Check every line in the listing below for "opts". Copy the ones where it occurs.
-- Opening Marker --
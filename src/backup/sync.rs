//! Sync executor
//!
//! Copies the local save directory into a new snapshot under the backup
//! root. The snapshot name is fixed before the first attempt, so retries
//! resume into the same destination instead of scattering partial copies.
//! A name that is already taken on the remote (two runs within the same
//! second) fails the run rather than writing into the older snapshot.

use std::fs;
use std::path::Path;
use std::thread;
use std::time::{Duration, Instant};

use serde::{Deserialize, Serialize};
use tracing::{info, warn};

use crate::cancel::CancellationToken;
use crate::error::TransportError;
use crate::snapshot::{make_snapshot_name, Clock, HostId, RemotePath, Snapshot};
use crate::transport::{CopyOptions, CopyStats, Transport};

const CANCEL_POLL: Duration = Duration::from_millis(100);

/// How often to retry a failed copy
#[derive(Debug, Clone, Copy, PartialEq, Eq, Serialize, Deserialize)]
pub struct RetryPolicy {
    /// Additional attempts after the first one
    pub retries: u32,
    /// Pause between attempts
    pub delay: Duration,
}

impl RetryPolicy {
    /// Try once and give up
    pub fn none() -> Self {
        Self {
            retries: 0,
            delay: Duration::ZERO,
        }
    }
}

impl Default for RetryPolicy {
    fn default() -> Self {
        Self {
            retries: 2,
            delay: Duration::from_secs(10),
        }
    }
}

/// A snapshot that was written successfully
#[derive(Debug, Clone, PartialEq, Eq, Serialize)]
pub struct SyncOutcome {
    pub snapshot: Snapshot,
    /// Transfer counts, when the transport reports them
    pub stats: Option<CopyStats>,
    /// Number of copy attempts made, including the successful one
    pub attempts: u32,
}

/// Drives the copy of one backup run
pub struct SyncExecutor<'a> {
    transport: &'a dyn Transport,
    clock: &'a dyn Clock,
    retry: RetryPolicy,
}

impl<'a> SyncExecutor<'a> {
    /// Create a new SyncExecutor
    pub fn new(transport: &'a dyn Transport, clock: &'a dyn Clock, retry: RetryPolicy) -> Self {
        Self {
            transport,
            clock,
            retry,
        }
    }

    /// Copy `source` into a new snapshot under `backup_root`
    ///
    /// An empty source still produces a (empty) snapshot. A missing source
    /// fails with `NotFound` before anything is sent to the remote.
    pub fn run_sync(
        &self,
        source: &Path,
        backup_root: &RemotePath,
        host: &HostId,
        opts: &CopyOptions,
        cancel: &CancellationToken,
    ) -> Result<SyncOutcome, TransportError> {
        let is_empty = match fs::read_dir(source) {
            Ok(mut entries) => entries.next().is_none(),
            Err(e) => {
                return Err(TransportError::NotFound(format!(
                    "source {}: {}",
                    source.display(),
                    e
                )))
            }
        };
        if is_empty {
            warn!("Source {} is empty, the snapshot will be empty too", source.display());
        }

        let snapshot = Snapshot::new(backup_root, make_snapshot_name(self.clock, host));
        self.ensure_new(backup_root, &snapshot, cancel)?;

        let max_attempts = self.retry.retries + 1;
        let mut attempt = 1;

        loop {
            cancel.check()?;
            info!(
                "Copying {} to {} (attempt {}/{})",
                source.display(),
                snapshot.remote_path,
                attempt,
                max_attempts
            );

            match self
                .transport
                .copy(source, &snapshot.remote_path, opts, cancel)
            {
                Ok(stats) => {
                    return Ok(SyncOutcome {
                        snapshot,
                        stats,
                        attempts: attempt,
                    })
                }
                Err(e) if e.is_transient() && attempt < max_attempts => {
                    warn!(
                        "Copy attempt {} failed: {}; retrying in {}s",
                        attempt,
                        e,
                        self.retry.delay.as_secs()
                    );
                    wait(self.retry.delay, cancel)?;
                    attempt += 1;
                }
                Err(e) => return Err(e),
            }
        }
    }

    /// Fail if a snapshot with the same name is already under `backup_root`
    ///
    /// A listing failure other than a missing root is only logged; the copy
    /// that follows reports (and retries) connectivity problems.
    fn ensure_new(
        &self,
        backup_root: &RemotePath,
        snapshot: &Snapshot,
        cancel: &CancellationToken,
    ) -> Result<(), TransportError> {
        match self.transport.list(backup_root, cancel) {
            Ok(entries) if entries.iter().any(|e| e == snapshot.name.as_str()) => Err(
                TransportError::AlreadyExists(format!("snapshot {}", snapshot.remote_path)),
            ),
            Ok(_) => Ok(()),
            Err(e) if e.is_not_found() => Ok(()),
            Err(TransportError::Cancelled) => Err(TransportError::Cancelled),
            Err(e) => {
                warn!("Could not check {} for existing snapshots: {}", backup_root, e);
                Ok(())
            }
        }
    }
}

/// Sleep for `delay`, waking early if the run is cancelled
fn wait(delay: Duration, cancel: &CancellationToken) -> Result<(), TransportError> {
    let deadline = Instant::now() + delay;

    loop {
        cancel.check()?;
        let now = Instant::now();
        if now >= deadline {
            return Ok(());
        }
        thread::sleep(CANCEL_POLL.min(deadline - now));
    }
}
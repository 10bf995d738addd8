//! Remote locations
//!
//! A backup root is either a plain filesystem path (`/mnt/nas/saves`) or a
//! remote identifier followed by a sub-path (`gdrive:satisfactory-backups`),
//! the way rclone addresses its remotes.

use std::fmt;
use std::path::PathBuf;
use std::str::FromStr;

use serde::{Deserialize, Serialize};

use crate::error::SavesnapError;

/// A path on the remote store, optionally qualified by a remote identifier
#[derive(Debug, Clone, PartialEq, Eq, Hash, Serialize, Deserialize)]
#[serde(try_from = "String", into = "String")]
pub struct RemotePath {
    remote: Option<String>,
    path: String,
}

impl RemotePath {
    /// A path on the local filesystem
    pub fn local(path: impl Into<PathBuf>) -> Self {
        Self {
            remote: None,
            path: path.into().to_string_lossy().into_owned(),
        }
    }

    /// A path on a named remote
    pub fn on_remote(remote: impl Into<String>, path: impl Into<String>) -> Self {
        Self {
            remote: Some(remote.into()),
            path: path.into(),
        }
    }

    /// The remote identifier, if any
    pub fn remote(&self) -> Option<&str> {
        self.remote.as_deref()
    }

    /// The path part, without the remote identifier
    pub fn path(&self) -> &str {
        &self.path
    }

    /// Whether this location lives on a named remote rather than a local path
    pub fn is_remote(&self) -> bool {
        self.remote.is_some()
    }

    /// The path as a local filesystem path
    pub fn to_local_path(&self) -> PathBuf {
        PathBuf::from(&self.path)
    }

    /// Append one entry name to this location
    pub fn join(&self, name: &str) -> Self {
        let path = if self.path.is_empty() {
            name.to_string()
        } else {
            format!("{}/{}", self.path.trim_end_matches('/'), name)
        };

        Self {
            remote: self.remote.clone(),
            path,
        }
    }
}

impl fmt::Display for RemotePath {
    fn fmt(&self, f: &mut fmt::Formatter<'_>) -> fmt::Result {
        match &self.remote {
            Some(remote) => write!(f, "{}:{}", remote, self.path),
            None => f.write_str(&self.path),
        }
    }
}

impl FromStr for RemotePath {
    type Err = SavesnapError;

    fn from_str(s: &str) -> Result<Self, Self::Err> {
        let s = s.trim();
        if s.is_empty() {
            return Err(SavesnapError::Config("backup root must not be empty".into()));
        }

        if let Some((remote, path)) = s.split_once(':') {
            // A single letter before the colon is a Windows drive, not a remote
            let is_remote = remote.len() > 1
                && remote
                    .chars()
                    .all(|c| c.is_ascii_alphanumeric() || matches!(c, '-' | '_' | '.' | ' '));

            if is_remote {
                return Ok(Self::on_remote(remote, path));
            }
        }

        Ok(Self::local(s))
    }
}

impl TryFrom<String> for RemotePath {
    type Error = SavesnapError;

    fn try_from(value: String) -> Result<Self, Self::Error> {
        value.parse()
    }
}

impl From<RemotePath> for String {
    fn from(path: RemotePath) -> Self {
        path.to_string()
    }
}

#[cfg(test)]
mod tests {
    use super::*;

    #[test]
    fn test_parse_remote() {
        let root: RemotePath = "gdrive:/satisfactory-backups".parse().unwrap();
        assert_eq!(root.remote(), Some("gdrive"));
        assert_eq!(root.path(), "/satisfactory-backups");
        assert!(root.is_remote());
        assert_eq!(root.to_string(), "gdrive:/satisfactory-backups");
    }

    #[test]
    fn test_parse_remote_root_path() {
        let root: RemotePath = "s3-bucket:".parse().unwrap();
        assert_eq!(root.remote(), Some("s3-bucket"));
        assert_eq!(root.path(), "");
        assert_eq!(root.join("snap").to_string(), "s3-bucket:snap");
    }

    #[test]
    fn test_parse_local() {
        let root: RemotePath = "/mnt/nas/saves".parse().unwrap();
        assert_eq!(root.remote(), None);
        assert_eq!(root.to_local_path(), PathBuf::from("/mnt/nas/saves"));

        // Colons later in a path don't make it remote
        let root: RemotePath = "/srv/odd:name".parse().unwrap();
        assert!(!root.is_remote());

        let root: RemotePath = "C:\\Backups".parse().unwrap();
        assert!(!root.is_remote());
    }

    #[test]
    fn test_parse_empty() {
        assert!("   ".parse::<RemotePath>().unwrap_err().is_config());
    }

    #[test]
    fn test_join() {
        let root: RemotePath = "gdrive:/backups/".parse().unwrap();
        let snap = root.join("2025-11-27_143022-box");
        assert_eq!(snap.to_string(), "gdrive:/backups/2025-11-27_143022-box");

        let local = RemotePath::local("/tmp/backups");
        assert_eq!(local.join("a").path(), "/tmp/backups/a");
    }
}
-- Closing Marker --
» Your solution:
        opts: &CopyOptions,
                .copy(source, &snapshot.remote_path, opts, cancel)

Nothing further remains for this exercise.